### Extracted information
########
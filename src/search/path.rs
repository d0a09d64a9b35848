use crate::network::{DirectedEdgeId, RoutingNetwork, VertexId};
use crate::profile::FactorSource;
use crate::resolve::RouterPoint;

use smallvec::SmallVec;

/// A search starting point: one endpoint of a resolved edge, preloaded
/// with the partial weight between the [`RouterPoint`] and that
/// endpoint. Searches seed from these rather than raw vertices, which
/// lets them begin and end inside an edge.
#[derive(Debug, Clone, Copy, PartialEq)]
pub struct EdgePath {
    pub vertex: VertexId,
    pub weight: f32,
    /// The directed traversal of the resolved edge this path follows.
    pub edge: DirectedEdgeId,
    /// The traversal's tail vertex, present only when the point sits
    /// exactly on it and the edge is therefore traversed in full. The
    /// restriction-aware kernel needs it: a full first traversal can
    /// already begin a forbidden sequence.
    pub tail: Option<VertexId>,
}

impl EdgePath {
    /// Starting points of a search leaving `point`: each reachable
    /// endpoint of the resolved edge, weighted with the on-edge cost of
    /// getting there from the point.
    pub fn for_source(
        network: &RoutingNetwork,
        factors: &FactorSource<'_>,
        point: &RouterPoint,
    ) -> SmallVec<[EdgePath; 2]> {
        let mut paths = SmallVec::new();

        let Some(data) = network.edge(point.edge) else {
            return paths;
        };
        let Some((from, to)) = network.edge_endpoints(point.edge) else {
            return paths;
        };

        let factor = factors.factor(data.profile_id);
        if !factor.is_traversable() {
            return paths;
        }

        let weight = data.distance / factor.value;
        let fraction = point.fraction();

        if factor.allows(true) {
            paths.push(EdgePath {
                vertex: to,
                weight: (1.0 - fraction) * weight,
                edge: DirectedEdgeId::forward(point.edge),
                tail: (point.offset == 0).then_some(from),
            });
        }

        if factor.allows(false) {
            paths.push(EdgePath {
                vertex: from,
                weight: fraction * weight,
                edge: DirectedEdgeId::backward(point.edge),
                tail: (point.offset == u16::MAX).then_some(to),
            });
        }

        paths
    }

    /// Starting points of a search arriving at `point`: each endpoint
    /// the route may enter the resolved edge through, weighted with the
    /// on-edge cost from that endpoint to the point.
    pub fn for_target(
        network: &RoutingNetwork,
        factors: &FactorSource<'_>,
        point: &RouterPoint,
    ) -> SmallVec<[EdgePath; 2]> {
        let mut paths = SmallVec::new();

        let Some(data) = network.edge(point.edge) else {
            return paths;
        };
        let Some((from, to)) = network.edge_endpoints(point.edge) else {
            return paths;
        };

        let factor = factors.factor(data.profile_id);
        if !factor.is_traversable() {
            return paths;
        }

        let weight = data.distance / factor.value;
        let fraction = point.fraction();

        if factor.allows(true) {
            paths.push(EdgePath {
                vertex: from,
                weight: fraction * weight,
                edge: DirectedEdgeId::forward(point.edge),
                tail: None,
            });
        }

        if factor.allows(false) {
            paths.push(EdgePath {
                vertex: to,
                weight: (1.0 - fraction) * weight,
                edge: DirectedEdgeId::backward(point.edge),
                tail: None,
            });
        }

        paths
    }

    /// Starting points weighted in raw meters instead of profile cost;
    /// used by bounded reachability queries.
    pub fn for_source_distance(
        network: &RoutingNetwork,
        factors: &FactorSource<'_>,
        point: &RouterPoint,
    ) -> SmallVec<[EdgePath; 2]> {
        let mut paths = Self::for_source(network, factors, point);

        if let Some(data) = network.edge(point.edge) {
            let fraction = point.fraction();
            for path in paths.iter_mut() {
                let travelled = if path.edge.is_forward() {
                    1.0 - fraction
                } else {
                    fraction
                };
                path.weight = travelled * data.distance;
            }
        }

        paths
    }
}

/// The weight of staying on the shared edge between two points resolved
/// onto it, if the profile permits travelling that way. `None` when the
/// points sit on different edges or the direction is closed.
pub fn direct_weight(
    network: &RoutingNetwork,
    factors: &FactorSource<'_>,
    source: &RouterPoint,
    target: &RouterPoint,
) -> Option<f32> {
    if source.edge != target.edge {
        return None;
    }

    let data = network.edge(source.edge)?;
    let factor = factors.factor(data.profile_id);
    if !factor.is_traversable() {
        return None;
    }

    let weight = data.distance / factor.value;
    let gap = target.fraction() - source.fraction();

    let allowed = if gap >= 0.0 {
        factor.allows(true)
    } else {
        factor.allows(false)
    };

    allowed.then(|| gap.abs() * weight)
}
########
### Work order
All lines of the listing that contain the word "allowed" should be copied out.

### Written reply
    let allowed = if gap >= 0.0 {
    allowed.then(|| gap.abs() * weight)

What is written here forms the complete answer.